Freshman guard Isaiah Taylor scored 23 points and junior forward Jonathan Holmes added 22 to go along with five rebounds to lead the way offensively for the Longhorns. As a team Texas shot 43% from the field and attempted 45 free throws (making 30), with their aggressive play before Kansas began giving fouls in the final three minutes factoring into that number.
This win wasn’t just about offensive production however, as Texas also got the job done on the glass (38-32 rebounding edge) and defensively. Demarcus Holland grabbed 11 rebounds, and centers Prince Ibeh and Cameron Ridley more than held their own against a deep front court led by star freshman Joel Embiid. They blocked three shots apiece (Holmes also finished with three blocks), with Ridley scoring nine points and grabbing ten rebounds.
Texas limited Kansas to 38% shooting, ending a stretch in which the Jayhawks shot 49% from the field or better in seven consecutive games. The last time Kansas shot worse than 49%? That would be in their home loss to No. 5 San Diego State, with the Aztecs possessing the athleticism and length needed to neutralize Andrew Wiggins and company in the paint. Texas had the ability to do the same, and on Saturday they did just that to great effect.

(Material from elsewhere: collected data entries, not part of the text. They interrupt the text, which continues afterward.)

//! スタック解析の設定

use crate::comment::MAX_COMMENT_SIZE;

/// コールスタックの最大フレーム数
pub const DEFAULT_MAX_FRAMES: usize = 50;

/// コールスタックキャッシュに保持するキーの最大数
pub const DEFAULT_CALLSTACK_CACHE_CAPACITY: usize = 20;

/// 戻りアドレス判定のために読み取るバイト数
pub const DEFAULT_DISASM_WINDOW: u64 = 64;

/// スタック解析の設定
#[derive(Debug, Clone, PartialEq, Eq)]
pub struct StackConfig {
    /// 1回のウォークで生成するフレームの上限
    pub max_frames: usize,
    /// コールスタックキャッシュのキー数の上限（超える場合は全消去）
    pub callstack_cache_capacity: usize,
    /// 逆アセンブルのウィンドウサイズ
    pub disasm_window: u64,
    /// コメントの容量（終端文字を含む）
    pub comment_capacity: usize,
}

impl Default for StackConfig {
    fn default() -> Self {
        Self {
            max_frames: DEFAULT_MAX_FRAMES,
            callstack_cache_capacity: DEFAULT_CALLSTACK_CACHE_CAPACITY,
            disasm_window: DEFAULT_DISASM_WINDOW,
            comment_capacity: MAX_COMMENT_SIZE,
        }
    }
}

Texas is now one game out of first place in the Big 12, a spot few (if any) expected the Longhorns to be in before the season began. With the departures and last year’s disappointment, the general consensus was that this group would struggle and Barnes would be on the proverbial hot seat. But this season hasn’t worked out that way, and the biggest reason why is the fact that the remaining players have improved not only during the offseason but once the season began as well.
Can Texas win the Big 12? At this point anything’s possible, and for that Barnes and his players deserve all the credit.